Professor Don Pfister came to my office the other day to discuss this issue of ReVista. I was wearing one of my favorite pieces of jewelry, a black-and-white speckled necklace from Colombia. “Oh, that’s from a tropical tree,” he said with interest, identifying the species. For me, my necklace is a lovely handicraft, a splendid ornament, a sentimental memory. Pfister, who is Curator of the Farlow Herbarium, noticed something I didn’t, the botanical origin of my beads.

It made me realize that even though lately I’ve been focusing on the theme of the sky above and the earth below, I remain an urban creature. Geology was the only class I ever got a “D” on in college. I took it to fulfill my science requirement. Yet I remember vividly how the professor took us across the Hudson River to New Jersey with its wind-swept views of Manhattan. There, he showed us Manhattan schist, a very hard rock on which Manhattan is built (I have no idea why we went to New Jersey). Despite that grade, I learned to see rocks in a different way.

It’s not that I don’t like nature, dear reader (seeing that much of this issue deals with the 19th century, that feels like an appropriate way to address you). I love to look at “the sky above” and “the earth below,” but usually just as a poetic big picture—the amazing sunset, the towering mountains, the welcome sound of birds in the early spring. I still like to feed pigeons and sparrows, urban memories of exploring the universe.

Obviously, with my track record, the idea for this issue therefore did not arise from any particular knowledge about science or nature, but rather with a historical awareness of two important dates. This year, 2009, has been designated the International Year of Astronomy. It also marks the 200th anniversary of Charles Darwin’s birth.  Even I know that Darwin looked at the earth below, developing the theory of natural selection in the 19th century. Three hundred years before, Nicolaus Copernicus observed that planets’ motions across the sky could be explained much more simply by assuming the Earth and other planets revolved around the Sun in perfect circle.

So I wanted to investigate the links of both men to Latin America. Darwin had traveled throughout the region, exploring such far-off places as the Galápagos Islands in Ecuador and Tierra del Fuego in Chile. Copernicus, a contemporary of Christopher Columbus, never traveled to Latin America, but he might be considered the spiritual godfather of all the astronomers looking out at the starry nights from observatories in Mexico, Costa Rica, Chile, Mexico and throughout the region.

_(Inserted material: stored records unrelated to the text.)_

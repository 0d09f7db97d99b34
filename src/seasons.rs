use serde::{Deserialize, Serialize};

use crate::region::Region;
use crate::{Client, Result};

/// Document listing the seasons known to a shard.
///
/// The document-level `links` and `meta` carry nothing useful here and
/// are ignored.
#[derive(Clone, Debug, Serialize, Deserialize)]
pub struct SeasonResponse {
    pub data: Vec<Season>,
}

/// A season resource.
#[derive(Clone, Debug, Serialize, Deserialize)]
pub struct Season {
    #[serde(rename = "type")]
    pub kind: String,
    /// The season id, used as the `season` segment of a player lookup.
    pub id: String,
    pub attributes: SeasonAttributes,
}

#[derive(Copy, Clone, Debug, Default, Serialize, Deserialize)]
#[serde(rename_all = "camelCase")]
pub struct SeasonAttributes {
    #[serde(default)]
    pub is_current_season: bool,
    #[serde(default)]
    pub is_offseason: bool,
}

/// Client for the season endpoints.
#[derive(Copy, Clone, Debug)]
pub struct SeasonsClient<'a> {
    client: &'a Client,
}

impl<'a> SeasonsClient<'a> {
    pub(crate) fn new(client: &'a Client) -> Self {
        Self { client }
    }

    /// Returns all seasons of the given shard.
    ///
    /// # Errors
    ///
    /// Returns an error if the request fails.
    pub async fn list(&self, region: Region) -> Result<SeasonResponse> {
        let req = self.client.request().uri(&seasons_uri(region)).build();

        self.client.send(req).await?.json().await
    }
}

fn seasons_uri(region: Region) -> String {
    format!("/shards/{}/seasons", region)
}
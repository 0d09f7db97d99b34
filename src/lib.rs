//! # pubg-api
//!
//! A typed client for the PUBG statistics API. All endpoints return
//! JSON:API shaped documents which are decoded into typed response
//! envelopes.
//!
//! Important types:
//! - [`Client`]: The entry point. Holds the api key and the HTTP transport
//! and hands out per-resource clients.
//! - [`Region`]: The platform/locale shard a request is scoped to.
//! - [`Error`]: The error type returned by every operation, splitting
//! transport failures, non-2xx responses and undecodable bodies.
//!
//! ```no_run
//! use pubg_api::{Client, Region};
//!
//! # async fn run() -> pubg_api::Result<()> {
//! let client = Client::new("my-api-key");
//! let status = client.status().await?;
//! let matches = client
//!     .matches()
//!     .get(Region::PcEurope, "39a605a9-f497-42ad-ba29-b13bf88f5ad7")
//!     .await?;
//! # Ok(())
//! # }
//! ```

pub mod document;
pub mod error;
pub mod http;
pub mod matches;
pub mod players;
pub mod region;
pub mod seasons;
pub mod status;
pub mod telemetry;
pub mod tournaments;

pub use error::{ApiError, DecodeError, Error};
pub use region::Region;

use crate::error::check_status;
use crate::http::{Request, RequestBuilder, Response};
use crate::matches::MatchesClient;
use crate::players::PlayersClient;
use crate::seasons::SeasonsClient;
use crate::status::Status;
use crate::tournaments::TournamentsClient;

/// A [`Result`] with the crate [`Error`] as its error type.
pub type Result<T> = std::result::Result<T, Error>;

const API_BASE: &str = "https://api.playbattlegrounds.com";
const ACCEPT: &str = "application/vnd.api+json";

/// Client for the PUBG statistics API.
///
/// Holds the immutable api key and the injected HTTP transport and hands
/// out per-resource clients. All operations take `&self` and keep no
/// per-call state, so a `Client` can be shared freely between tasks.
#[derive(Clone, Debug)]
pub struct Client {
    http: http::Client,
    api_key: String,
    base_url: String,
}

impl Client {
    /// Creates a new `Client` with a default transport.
    pub fn new<T>(api_key: T) -> Self
    where
        T: ToString,
    {
        Self::with_transport(api_key, http::Client::new())
    }

    /// Creates a new `Client` using the given transport.
    ///
    /// Connection pooling, TLS and timeouts are the transport's concern.
    pub fn with_transport<T>(api_key: T, http: http::Client) -> Self
    where
        T: ToString,
    {
        Self {
            http,
            api_key: api_key.to_string(),
            base_url: API_BASE.to_owned(),
        }
    }

    pub fn players(&self) -> PlayersClient<'_> {
        PlayersClient::new(self)
    }

    pub fn matches(&self) -> MatchesClient<'_> {
        MatchesClient::new(self)
    }

    pub fn seasons(&self) -> SeasonsClient<'_> {
        SeasonsClient::new(self)
    }

    pub fn tournaments(&self) -> TournamentsClient<'_> {
        TournamentsClient::new(self)
    }

    /// Returns the current platform [`Status`].
    ///
    /// # Errors
    ///
    /// Returns an error if the request fails.
    pub async fn status(&self) -> Result<Status> {
        let req = self.request().uri("/status").build();

        self.send(req).await?.json().await
    }

    /// Returns a [`RequestBuilder`] for a path relative to the API host.
    pub(crate) fn request(&self) -> RequestBuilder {
        self.request_to(&self.base_url)
    }

    /// Returns a [`RequestBuilder`] for a caller-supplied absolute url.
    ///
    /// Used for telemetry assets, whose urls come from a match document
    /// and are used verbatim. The auth and accept headers are attached
    /// either way.
    pub(crate) fn request_to(&self, uri: &str) -> RequestBuilder {
        RequestBuilder::new(uri.to_owned())
            .header("Authorization", format!("Bearer {}", self.api_key))
            .header("Accept", ACCEPT)
    }

    /// Dispatches a single request and validates the response status.
    ///
    /// Exactly one request per call; rate-limit handling (429) is left to
    /// the caller.
    pub(crate) async fn send(&self, request: Request) -> Result<Response> {
        log::debug!("GET {}", request.uri());

        let resp = self.http.send(request).await?;
        check_status(resp.status())?;

        Ok(resp)
    }
}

I wanted to make this ReVista an issue that would be interesting to those of you who know all the names and species—and to those of us who write songs about butterflies and don’t know a swallow from a seagull. And yet I wasn’t quite sure exactly why I was so fascinated by the explorations of Copernicus and Darwin.

That is, not until I walked into Harvard’s Bio Labs to see Professor N. Michelle Holbrook, “Missy,” to discuss the upcoming ReVista. She pointed out to me that both Darwin and Galileo were rebels whose theories shifted the center of the world. With Darwin, she observed, humans ceased to be the center of the earth, and with Copernicus, the earth ceased to be the center of the universe.

The Catholic church even placed Copernicus’ book De Revolutionibus with his new scientific theory on the index of prohibited books in 1616 because it contradicted religious beliefs. Darwin’s theory of natural selection still remains controversial among some fundamentalists today.

The natural sciences—like the social sciences and the arts—have their own particular way of challenging our premises and transforming the world around us. This ReVista thus is not just a celebration of Darwin and Copernicus, but of all the scientists working today and yesterday—and who will be working in the future—to explore the mysteries of the universe, even if they are as simple as the origin of a necklace.